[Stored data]
use serde::{Deserialize, Serialize};
use std::collections::{BTreeMap, HashMap};

use crate::types::LookupRequest;

/// Inbound proxy-integration event, as delivered by the gateway
#[derive(Debug, Clone, Default, Serialize, Deserialize)]
#[serde(rename_all = "camelCase")]
pub struct ProxyRequest {
    pub http_method: String,
    pub path: String,
    #[serde(default, skip_serializing_if = "Option::is_none")]
    pub resource: Option<String>,
    #[serde(default)]
    pub path_parameters: Option<HashMap<String, String>>,
    #[serde(default)]
    pub query_string_parameters: Option<HashMap<String, String>>,
    #[serde(default)]
    pub multi_value_query_string_parameters: Option<HashMap<String, Vec<String>>>,
}

impl ProxyRequest {
    pub fn new(http_method: impl Into<String>, resource: impl Into<String>, path: impl Into<String>) -> Self {
        Self {
            http_method: http_method.into(),
            path: path.into(),
            resource: Some(resource.into()),
            ..Default::default()
        }
    }

    pub fn with_path_parameter(mut self, name: impl Into<String>, value: impl Into<String>) -> Self {
        self.path_parameters
            .get_or_insert_with(HashMap::new)
            .insert(name.into(), value.into());
        self
    }

    /// Fill both query maps from raw `key=value` pairs in request order
    pub fn with_query_pairs(mut self, pairs: Vec<(String, String)>) -> Self {
        if pairs.is_empty() {
            return self;
        }
        let mut single = HashMap::new();
        let mut multi: HashMap<String, Vec<String>> = HashMap::new();
        for (key, value) in pairs {
            multi.entry(key.clone()).or_default().push(value.clone());
            single.insert(key, value);
        }
        self.query_string_parameters = Some(single);
        self.multi_value_query_string_parameters = Some(multi);
        self
    }
}

impl From<ProxyRequest> for LookupRequest {
    fn from(event: ProxyRequest) -> Self {
        // `proxy` on greedy routes, `uname` on the single-segment route
        let path_parameter = event
            .path_parameters
            .filter(|p| !p.is_empty())
            .and_then(|mut p| p.remove("proxy").or_else(|| p.remove("uname")));

        LookupRequest {
            method: event.http_method,
            path: event.path,
            path_parameter,
            query: event.query_string_parameters.filter(|q| !q.is_empty()),
            multi_value_query: event
                .multi_value_query_string_parameters
                .filter(|q| !q.is_empty()),
        }
    }
}

/// Outbound proxy-integration response
#[derive(Debug, Clone, PartialEq, Eq, Serialize, Deserialize)]
#[serde(rename_all = "camelCase")]
pub struct ProxyResponse {
    pub status_code: u16,
    #[serde(default, skip_serializing_if = "Option::is_none")]
    pub headers: Option<BTreeMap<String, String>>,
    #[serde(default, skip_serializing_if = "Option::is_none")]
    pub body: Option<String>,
}

impl ProxyResponse {
    /// Response carrying a body; always tagged as JSON
    pub fn with_body(status_code: u16, body: impl Into<String>) -> Self {
        let mut headers = BTreeMap::new();
        headers.insert("Content-Type".to_string(), "application/json".to_string());
        Self {
            status_code,
            headers: Some(headers),
            body: Some(body.into()),
        }
    }

    pub fn no_content() -> Self {
        Self {
            status_code: 204,
            headers: None,
            body: None,
        }
    }
}

#[cfg(test)]
mod tests {
    use super::*;
    use serde_json::json;

    #[test]
    fn parses_gateway_event() {
        let event: ProxyRequest = serde_json::from_value(json!({
            "resource": "/alumnus/{proxy+}",
            "path": "/alumnus/frank/foo",
            "httpMethod": "GET",
            "headers": { "Accept": "*/*" },
            "pathParameters": { "proxy": "frank/foo" },
            "queryStringParameters": null,
            "multiValueQueryStringParameters": null
        }))
        .unwrap();

        let lookup = LookupRequest::from(event);
        assert_eq!(lookup.method, "GET");
        assert_eq!(lookup.path_parameter.as_deref(), Some("frank/foo"));
        assert!(lookup.query.is_none());
    }

    #[test]
    fn empty_maps_become_absent() {
        let event: ProxyRequest = serde_json::from_value(json!({
            "path": "/alumnus",
            "httpMethod": "GET",
            "pathParameters": {},
            "queryStringParameters": {},
            "multiValueQueryStringParameters": {}
        }))
        .unwrap();

        let lookup = LookupRequest::from(event);
        assert!(lookup.path_parameter.is_none());
        assert!(lookup.query.is_none());
        assert!(lookup.multi_value_query.is_none());
    }

    #[test]
    fn query_pairs_fill_both_maps() {
        let event = ProxyRequest::new("GET", "/alumnus", "/alumnus").with_query_pairs(vec![
            ("uname".into(), "johndoe".into()),
            ("field".into(), "email".into()),
            ("field".into(), "id".into()),
        ]);
        let single = event.query_string_parameters.as_ref().unwrap();
        let multi = event.multi_value_query_string_parameters.as_ref().unwrap();
        assert_eq!(single["field"], "id");
        assert_eq!(multi["field"], vec!["email".to_string(), "id".to_string()]);
    }

    #[test]
    fn no_content_serializes_status_only() {
        let value = serde_json::to_value(ProxyResponse::no_content()).unwrap();
        assert_eq!(value, json!({ "statusCode": 204 }));
    }
}
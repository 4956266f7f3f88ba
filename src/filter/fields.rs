use serde_json::{Map, Value};

use super::error::FilterError;
use crate::data::Alumnus;

/// Ordered list of field names requested through repeated `field` query parameters
#[derive(Debug, Clone, Default, PartialEq, Eq)]
pub struct FieldFilter {
    fields: Vec<String>,
}

impl FieldFilter {
    pub fn new(fields: Vec<String>) -> Self {
        Self { fields }
    }

    pub fn is_empty(&self) -> bool {
        self.fields.is_empty()
    }

    pub fn fields(&self) -> &[String] {
        &self.fields
    }

    /// Build a mapping of exactly the requested fields, in request order.
    ///
    /// Fails on the first field the record does not have. A field named twice
    /// keeps its first position.
    pub fn apply(&self, record: &Alumnus) -> Result<Map<String, Value>, FilterError> {
        let mut projected = Map::new();
        for name in &self.fields {
            let value = record
                .field(name)
                .ok_or_else(|| FilterError::UnknownField(name.clone()))?;
            if !projected.contains_key(name) {
                projected.insert(name.clone(), value);
            }
        }
        Ok(projected)
    }
}

impl From<Vec<String>> for FieldFilter {
    fn from(fields: Vec<String>) -> Self {
        Self::new(fields)
    }
}
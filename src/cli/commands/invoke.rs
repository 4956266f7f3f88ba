use clap::Args;
use std::path::PathBuf;

use crate::api::{ProxyRequest, ProxyResponse};
use crate::cli::{utils, OutputFormat};
use crate::handlers;
use crate::types::LookupRequest;

#[derive(Args, Debug)]
pub struct InvokeArgs {
    #[arg(long, help = "Proxy event JSON file (`-` for stdin)")]
    pub event: PathBuf,
}

pub fn invoke(args: &InvokeArgs) -> anyhow::Result<ProxyResponse> {
    let event: ProxyRequest = utils::read_event(&args.event)?;
    Ok(handlers::handle(&LookupRequest::from(event)))
}

pub async fn handle(args: InvokeArgs, output_format: OutputFormat) -> anyhow::Result<()> {
    let response = invoke(&args)?;
    utils::output_value(&output_format, &response)
}
pub mod policy;
pub mod secret;

use std::sync::Arc;

use crate::api::authorizer::{
    AuthorizerEvent, AuthorizerResponse, PolicyDocument, Statement, INVOKE_ACTION, POLICY_VERSION,
};
use crate::types::Effect;

pub use secret::{generate_secret, FileSecretStore, SecretError, SecretStore, StaticSecretStore};

/// Principal reported for every decision
pub const PRINCIPAL: &str = "api_user";

/// Outcome of a single token check, scoped to one resource
#[derive(Debug, Clone, PartialEq, Eq)]
pub struct AuthorizationDecision {
    pub principal: String,
    pub effect: Effect,
    pub resource: String,
}

impl AuthorizationDecision {
    pub fn is_allowed(&self) -> bool {
        self.effect == Effect::Allow
    }

    pub fn to_response(&self) -> AuthorizerResponse {
        AuthorizerResponse {
            principal_id: self.principal.clone(),
            policy_document: PolicyDocument {
                version: POLICY_VERSION.to_string(),
                statement: vec![Statement {
                    action: INVOKE_ACTION.to_string(),
                    effect: self.effect,
                    resource: self.resource.clone(),
                }],
            },
        }
    }
}

/// Token authorizer: compares the caller's token with the current secret.
///
/// Stateless apart from the injected store; nothing is cached between calls.
#[derive(Clone)]
pub struct Authorizer {
    store: Arc<dyn SecretStore>,
    secret_id: String,
}

impl Authorizer {
    pub fn new(store: Arc<dyn SecretStore>, secret_id: impl Into<String>) -> Self {
        Self {
            store,
            secret_id: secret_id.into(),
        }
    }

    /// Decide whether `token` may invoke `method_arn`.
    ///
    /// A secret store failure is returned as an error, never as a Deny.
    pub async fn authorize(&self, token: &str, method_arn: &str) -> Result<AuthorizationDecision, SecretError> {
        let secret = self.store.get_secret_value(&self.secret_id).await?;

        let effect = if token == secret { Effect::Allow } else { Effect::Deny };
        let decision = AuthorizationDecision {
            principal: PRINCIPAL.to_string(),
            effect,
            resource: method_arn.to_string(),
        };

        match effect {
            Effect::Allow => tracing::debug!(
                "{}",
                serde_json::to_string(&decision.to_response()).unwrap_or_default()
            ),
            Effect::Deny => tracing::info!("Client failed to provide valid authorization token"),
        }

        Ok(decision)
    }

    /// Gateway-facing entry point: token event in, policy document out
    pub async fn handle_event(&self, event: &AuthorizerEvent) -> Result<AuthorizerResponse, SecretError> {
        let decision = self
            .authorize(&event.authorization_token, &event.method_arn)
            .await?;
        Ok(decision.to_response())
    }
}

impl std::fmt::Debug for Authorizer {
    fn fmt(&self, f: &mut std::fmt::Formatter<'_>) -> std::fmt::Result {
        f.debug_struct("Authorizer")
            .field("secret_id", &self.secret_id)
            .finish_non_exhaustive()
    }
}
pub mod authorize;
pub mod invoke;
pub mod secret;
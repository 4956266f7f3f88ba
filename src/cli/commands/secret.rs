use clap::Subcommand;
use serde_json::json;

use crate::auth::generate_secret;
use crate::cli::{utils, OutputFormat};
use crate::config::AppConfig;

#[derive(Subcommand)]
pub enum SecretCommands {
    #[command(about = "Generate a new API token and store it")]
    Generate {
        #[arg(long, help = "Secret identifier (defaults to SECRET_ARN)")]
        secret_id: Option<String>,
        #[arg(long, help = "Print the generated token")]
        print: bool,
    },
}

pub async fn handle(cmd: SecretCommands, config: &AppConfig, output_format: OutputFormat) -> anyhow::Result<()> {
    match cmd {
        SecretCommands::Generate { secret_id, print } => {
            let store = crate::cli::secret_store(config);
            let secret_id = secret_id.unwrap_or_else(|| config.secrets.secret_id.clone());
            let token = generate_secret();
            store.put_secret_value(&secret_id, &token).await?;
            tracing::info!("Rotated secret {}", secret_id);

            let mut data = json!({
                "secret_id": secret_id,
                "store": store.path().display().to_string(),
            });
            if print {
                data["token"] = json!(token);
            }
            utils::output_success(&output_format, "Generated new API token", Some(data))
        }
    }
}
use async_trait::async_trait;
use rand::{distributions::Alphanumeric, thread_rng, Rng};
use std::collections::HashMap;
use std::path::{Path, PathBuf};
use thiserror::Error;
use uuid::Uuid;

#[derive(Debug, Error)]
pub enum SecretError {
    #[error("Secret not found: {0}")]
    NotFound(String),

    #[error("Secret store unreadable at {path}: {source}")]
    Io {
        path: PathBuf,
        #[source]
        source: std::io::Error,
    },

    #[error("Secret store is malformed: {0}")]
    Malformed(#[from] serde_json::Error),
}

/// Read access to named secrets.
///
/// Implementations must not cache values: every call reflects the current
/// secret, so a rotated token takes effect on the next request.
#[async_trait]
pub trait SecretStore: Send + Sync {
    async fn get_secret_value(&self, secret_id: &str) -> Result<String, SecretError>;
}

/// In-memory store, mainly for tests and embedding
#[derive(Debug, Default, Clone)]
pub struct StaticSecretStore {
    secrets: HashMap<String, String>,
}

impl StaticSecretStore {
    pub fn new() -> Self {
        Self::default()
    }

    pub fn with_secret(mut self, secret_id: impl Into<String>, value: impl Into<String>) -> Self {
        self.secrets.insert(secret_id.into(), value.into());
        self
    }
}

#[async_trait]
impl SecretStore for StaticSecretStore {
    async fn get_secret_value(&self, secret_id: &str) -> Result<String, SecretError> {
        self.secrets
            .get(secret_id)
            .cloned()
            .ok_or_else(|| SecretError::NotFound(secret_id.to_string()))
    }
}

/// Secrets kept in a JSON object file: `{ "<secret id>": "<value>" }`.
/// The file is re-read on every lookup.
#[derive(Debug, Clone)]
pub struct FileSecretStore {
    path: PathBuf,
}

impl FileSecretStore {
    pub fn new(path: impl Into<PathBuf>) -> Self {
        Self { path: path.into() }
    }

    pub fn path(&self) -> &Path {
        &self.path
    }

    async fn load(&self) -> Result<HashMap<String, String>, SecretError> {
        let raw = tokio::fs::read_to_string(&self.path)
            .await
            .map_err(|source| SecretError::Io {
                path: self.path.clone(),
                source,
            })?;
        Ok(serde_json::from_str(&raw)?)
    }

    /// Store `value` under `secret_id`, creating the file if needed.
    ///
    /// The new contents go to a sibling temp file that is then renamed over
    /// the store, so concurrent readers see either the old or the new file.
    pub async fn put_secret_value(&self, secret_id: &str, value: &str) -> Result<(), SecretError> {
        let mut secrets = match self.load().await {
            Ok(secrets) => secrets,
            Err(SecretError::Io { source, .. }) if source.kind() == std::io::ErrorKind::NotFound => {
                HashMap::new()
            }
            Err(e) => return Err(e),
        };
        secrets.insert(secret_id.to_string(), value.to_string());

        let io_err = |source| SecretError::Io {
            path: self.path.clone(),
            source,
        };
        if let Some(parent) = self.path.parent().filter(|p| !p.as_os_str().is_empty()) {
            tokio::fs::create_dir_all(parent).await.map_err(io_err)?;
        }
        let rendered = serde_json::to_string_pretty(&secrets)?;

        let staging = self.staging_path();
        if let Err(source) = tokio::fs::write(&staging, rendered).await {
            let _ = tokio::fs::remove_file(&staging).await;
            return Err(io_err(source));
        }
        if let Err(source) = tokio::fs::rename(&staging, &self.path).await {
            let _ = tokio::fs::remove_file(&staging).await;
            return Err(io_err(source));
        }
        Ok(())
    }

    fn staging_path(&self) -> PathBuf {
        let name = self
            .path
            .file_name()
            .map(|n| n.to_string_lossy().into_owned())
            .unwrap_or_else(|| "secrets".to_string());
        self.path
            .with_file_name(format!(".{}.{}.tmp", name, Uuid::new_v4().simple()))
    }
}

#[async_trait]
impl SecretStore for FileSecretStore {
    async fn get_secret_value(&self, secret_id: &str) -> Result<String, SecretError> {
        let mut secrets = self.load().await?;
        secrets
            .remove(secret_id)
            .ok_or_else(|| SecretError::NotFound(secret_id.to_string()))
    }
}

/// New 32-character token of mixed-case letters and digits (no punctuation)
pub fn generate_secret() -> String {
    thread_rng()
        .sample_iter(&Alphanumeric)
        .take(32)
        .map(char::from)
        .collect()
}

#[cfg(test)]
mod tests {
    use super::*;

    #[tokio::test]
    async fn static_store_lookup() {
        let store = StaticSecretStore::new().with_secret("token", "abc123");
        assert_eq!(store.get_secret_value("token").await.unwrap(), "abc123");
        assert!(matches!(
            store.get_secret_value("other").await,
            Err(SecretError::NotFound(id)) if id == "other"
        ));
    }

    #[tokio::test]
    async fn file_store_round_trip_and_rotation() {
        let dir = tempfile::tempdir().unwrap();
        let store = FileSecretStore::new(dir.path().join("nested/secrets.json"));

        store.put_secret_value("token", "first").await.unwrap();
        assert_eq!(store.get_secret_value("token").await.unwrap(), "first");

        // No caching: a rotated value is visible immediately
        store.put_secret_value("token", "second").await.unwrap();
        assert_eq!(store.get_secret_value("token").await.unwrap(), "second");
    }

    #[tokio::test]
    async fn file_store_missing_file_is_io_error() {
        let dir = tempfile::tempdir().unwrap();
        let store = FileSecretStore::new(dir.path().join("absent.json"));
        assert!(matches!(
            store.get_secret_value("token").await,
            Err(SecretError::Io { .. })
        ));
    }

    #[tokio::test]
    async fn file_store_malformed_file() {
        let dir = tempfile::tempdir().unwrap();
        let path = dir.path().join("secrets.json");
        std::fs::write(&path, "not json").unwrap();
        let store = FileSecretStore::new(path);
        assert!(matches!(
            store.get_secret_value("token").await,
            Err(SecretError::Malformed(_))
        ));
    }

    #[tokio::test(flavor = "multi_thread", worker_threads = 2)]
    async fn reads_during_rotation_never_see_a_partial_file() {
        let dir = tempfile::tempdir().unwrap();
        let store = FileSecretStore::new(dir.path().join("secrets.json"));
        store.put_secret_value("token", "tok0").await.unwrap();

        let writer = {
            let store = store.clone();
            tokio::spawn(async move {
                for i in 1..500 {
                    store.put_secret_value("token", &format!("tok{i}")).await.unwrap();
                }
            })
        };

        loop {
            let value = store.get_secret_value("token").await.unwrap();
            assert!(value.starts_with("tok"), "unexpected value {value}");
            if writer.is_finished() {
                break;
            }
        }
        writer.await.unwrap();
        assert_eq!(store.get_secret_value("token").await.unwrap(), "tok499");

        // Only the store itself is left behind
        let entries: Vec<_> = std::fs::read_dir(dir.path()).unwrap().collect();
        assert_eq!(entries.len(), 1);
    }

    #[test]
    fn generated_secret_is_alphanumeric() {
        let secret = generate_secret();
        assert_eq!(secret.len(), 32);
        assert!(secret.chars().all(|c| c.is_ascii_alphanumeric()));
        assert_ne!(secret, generate_secret());
    }
}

> **Task to carry out**:
Output each line exactly, from the first line of the data down to the line that contains "pub struct ProxyRequest", both included.

> **Problem solution**:
use serde::{Deserialize, Serialize};
use std::collections::{BTreeMap, HashMap};

use crate::types::LookupRequest;

/// Inbound proxy-integration event, as delivered by the gateway
#[derive(Debug, Clone, Default, Serialize, Deserialize)]
#[serde(rename_all = "camelCase")]
pub struct ProxyRequest {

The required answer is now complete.